Records provided:
---------------

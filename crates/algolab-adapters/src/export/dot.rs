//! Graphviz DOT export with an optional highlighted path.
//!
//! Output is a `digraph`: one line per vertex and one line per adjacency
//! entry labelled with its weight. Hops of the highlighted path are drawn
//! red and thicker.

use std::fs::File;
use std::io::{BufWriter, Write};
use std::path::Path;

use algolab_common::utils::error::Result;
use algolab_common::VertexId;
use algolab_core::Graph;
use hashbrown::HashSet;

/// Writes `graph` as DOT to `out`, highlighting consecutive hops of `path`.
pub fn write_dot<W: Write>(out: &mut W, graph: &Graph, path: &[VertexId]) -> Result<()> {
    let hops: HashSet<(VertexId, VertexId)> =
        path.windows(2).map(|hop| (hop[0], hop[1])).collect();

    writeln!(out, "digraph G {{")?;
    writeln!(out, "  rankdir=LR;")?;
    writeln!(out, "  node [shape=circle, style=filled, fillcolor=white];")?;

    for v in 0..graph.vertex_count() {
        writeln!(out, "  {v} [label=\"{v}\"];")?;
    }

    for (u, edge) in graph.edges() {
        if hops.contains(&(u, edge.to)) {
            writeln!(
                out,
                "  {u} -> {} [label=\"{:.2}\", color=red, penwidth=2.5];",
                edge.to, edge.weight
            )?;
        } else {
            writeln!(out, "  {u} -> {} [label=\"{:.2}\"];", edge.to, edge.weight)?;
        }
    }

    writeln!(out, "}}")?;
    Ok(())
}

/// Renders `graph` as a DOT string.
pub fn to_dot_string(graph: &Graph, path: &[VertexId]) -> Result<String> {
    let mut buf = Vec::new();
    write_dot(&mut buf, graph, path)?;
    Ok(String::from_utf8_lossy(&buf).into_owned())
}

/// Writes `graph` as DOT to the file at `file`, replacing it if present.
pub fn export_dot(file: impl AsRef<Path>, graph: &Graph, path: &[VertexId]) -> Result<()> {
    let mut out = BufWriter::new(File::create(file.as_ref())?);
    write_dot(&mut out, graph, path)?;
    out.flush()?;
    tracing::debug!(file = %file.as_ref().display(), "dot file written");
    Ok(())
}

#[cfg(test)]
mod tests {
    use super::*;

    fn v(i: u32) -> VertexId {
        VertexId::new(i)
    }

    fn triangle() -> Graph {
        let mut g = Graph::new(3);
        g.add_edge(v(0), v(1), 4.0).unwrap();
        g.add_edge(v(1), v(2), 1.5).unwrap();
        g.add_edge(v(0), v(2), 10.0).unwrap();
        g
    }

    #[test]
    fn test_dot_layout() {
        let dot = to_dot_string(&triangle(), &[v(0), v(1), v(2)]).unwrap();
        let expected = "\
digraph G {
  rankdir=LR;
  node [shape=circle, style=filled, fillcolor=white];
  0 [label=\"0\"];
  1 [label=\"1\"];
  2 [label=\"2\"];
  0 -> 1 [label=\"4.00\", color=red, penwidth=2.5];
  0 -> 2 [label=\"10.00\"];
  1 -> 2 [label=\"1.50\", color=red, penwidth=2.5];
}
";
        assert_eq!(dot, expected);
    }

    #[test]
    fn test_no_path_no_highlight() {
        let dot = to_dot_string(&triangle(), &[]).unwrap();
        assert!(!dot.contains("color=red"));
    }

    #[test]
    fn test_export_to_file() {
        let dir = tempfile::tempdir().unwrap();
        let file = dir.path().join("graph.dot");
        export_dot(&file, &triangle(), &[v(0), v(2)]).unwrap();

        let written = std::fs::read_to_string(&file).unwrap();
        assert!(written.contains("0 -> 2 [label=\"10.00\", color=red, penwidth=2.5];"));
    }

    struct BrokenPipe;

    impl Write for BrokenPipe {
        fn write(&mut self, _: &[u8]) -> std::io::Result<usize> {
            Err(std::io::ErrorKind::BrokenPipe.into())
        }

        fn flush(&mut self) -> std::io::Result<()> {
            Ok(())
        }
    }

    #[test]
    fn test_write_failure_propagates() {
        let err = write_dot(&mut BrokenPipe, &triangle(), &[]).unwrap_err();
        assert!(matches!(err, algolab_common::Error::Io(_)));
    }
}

---------------

Assignment: Repeat, word for word, all of the data shown above.

Reply:
filename crates/algolab-adapters/src/export/dot.rs
//! Graphviz DOT export with an optional highlighted path.
//!
//! Output is a `digraph`: one line per vertex and one line per adjacency
//! entry labelled with its weight. Hops of the highlighted path are drawn
//! red and thicker.

use std::fs::File;
use std::io::{BufWriter, Write};
use std::path::Path;

use algolab_common::utils::error::Result;
use algolab_common::VertexId;
use algolab_core::Graph;
use hashbrown::HashSet;

/// Writes `graph` as DOT to `out`, highlighting consecutive hops of `path`.
pub fn write_dot<W: Write>(out: &mut W, graph: &Graph, path: &[VertexId]) -> Result<()> {
    let hops: HashSet<(VertexId, VertexId)> =
        path.windows(2).map(|hop| (hop[0], hop[1])).collect();

    writeln!(out, "digraph G {{")?;
    writeln!(out, "  rankdir=LR;")?;
    writeln!(out, "  node [shape=circle, style=filled, fillcolor=white];")?;

    for v in 0..graph.vertex_count() {
        writeln!(out, "  {v} [label=\"{v}\"];")?;
    }

    for (u, edge) in graph.edges() {
        if hops.contains(&(u, edge.to)) {
            writeln!(
                out,
                "  {u} -> {} [label=\"{:.2}\", color=red, penwidth=2.5];",
                edge.to, edge.weight
            )?;
        } else {
            writeln!(out, "  {u} -> {} [label=\"{:.2}\"];", edge.to, edge.weight)?;
        }
    }

    writeln!(out, "}}")?;
    Ok(())
}

/// Renders `graph` as a DOT string.
pub fn to_dot_string(graph: &Graph, path: &[VertexId]) -> Result<String> {
    let mut buf = Vec::new();
    write_dot(&mut buf, graph, path)?;
    Ok(String::from_utf8_lossy(&buf).into_owned())
}

/// Writes `graph` as DOT to the file at `file`, replacing it if present.
pub fn export_dot(file: impl AsRef<Path>, graph: &Graph, path: &[VertexId]) -> Result<()> {
    let mut out = BufWriter::new(File::create(file.as_ref())?);
    write_dot(&mut out, graph, path)?;
    out.flush()?;
    tracing::debug!(file = %file.as_ref().display(), "dot file written");
    Ok(())
}

#[cfg(test)]
mod tests {
    use super::*;

    fn v(i: u32) -> VertexId {
        VertexId::new(i)
    }

    fn triangle() -> Graph {
        let mut g = Graph::new(3);
        g.add_edge(v(0), v(1), 4.0).unwrap();
        g.add_edge(v(1), v(2), 1.5).unwrap();
        g.add_edge(v(0), v(2), 10.0).unwrap();
        g
    }

    #[test]
    fn test_dot_layout() {
        let dot = to_dot_string(&triangle(), &[v(0), v(1), v(2)]).unwrap();
        let expected = "\
digraph G {
  rankdir=LR;
  node [shape=circle, style=filled, fillcolor=white];
  0 [label=\"0\"];
  1 [label=\"1\"];
  2 [label=\"2\"];
  0 -> 1 [label=\"4.00\", color=red, penwidth=2.5];
  0 -> 2 [label=\"10.00\"];
  1 -> 2 [label=\"1.50\", color=red, penwidth=2.5];
}
";
        assert_eq!(dot, expected);
    }

    #[test]
    fn test_no_path_no_highlight() {
        let dot = to_dot_string(&triangle(), &[]).unwrap();
        assert!(!dot.contains("color=red"));
    }

    #[test]
    fn test_export_to_file() {
        let dir = tempfile::tempdir().unwrap();
        let file = dir.path().join("graph.dot");
        export_dot(&file, &triangle(), &[v(0), v(2)]).unwrap();

        let written = std::fs::read_to_string(&file).unwrap();
        assert!(written.contains("0 -> 2 [label=\"10.00\", color=red, penwidth=2.5];"));
    }

    struct BrokenPipe;

    impl Write for BrokenPipe {
        fn write(&mut self, _: &[u8]) -> std::io::Result<usize> {
            Err(std::io::ErrorKind::BrokenPipe.into())
        }

        fn flush(&mut self) -> std::io::Result<()> {
            Ok(())
        }
    }

    #[test]
    fn test_write_failure_propagates() {
        let err = write_dot(&mut BrokenPipe, &triangle(), &[]).unwrap_err();
        assert!(matches!(err, algolab_common::Error::Io(_)));
    }
}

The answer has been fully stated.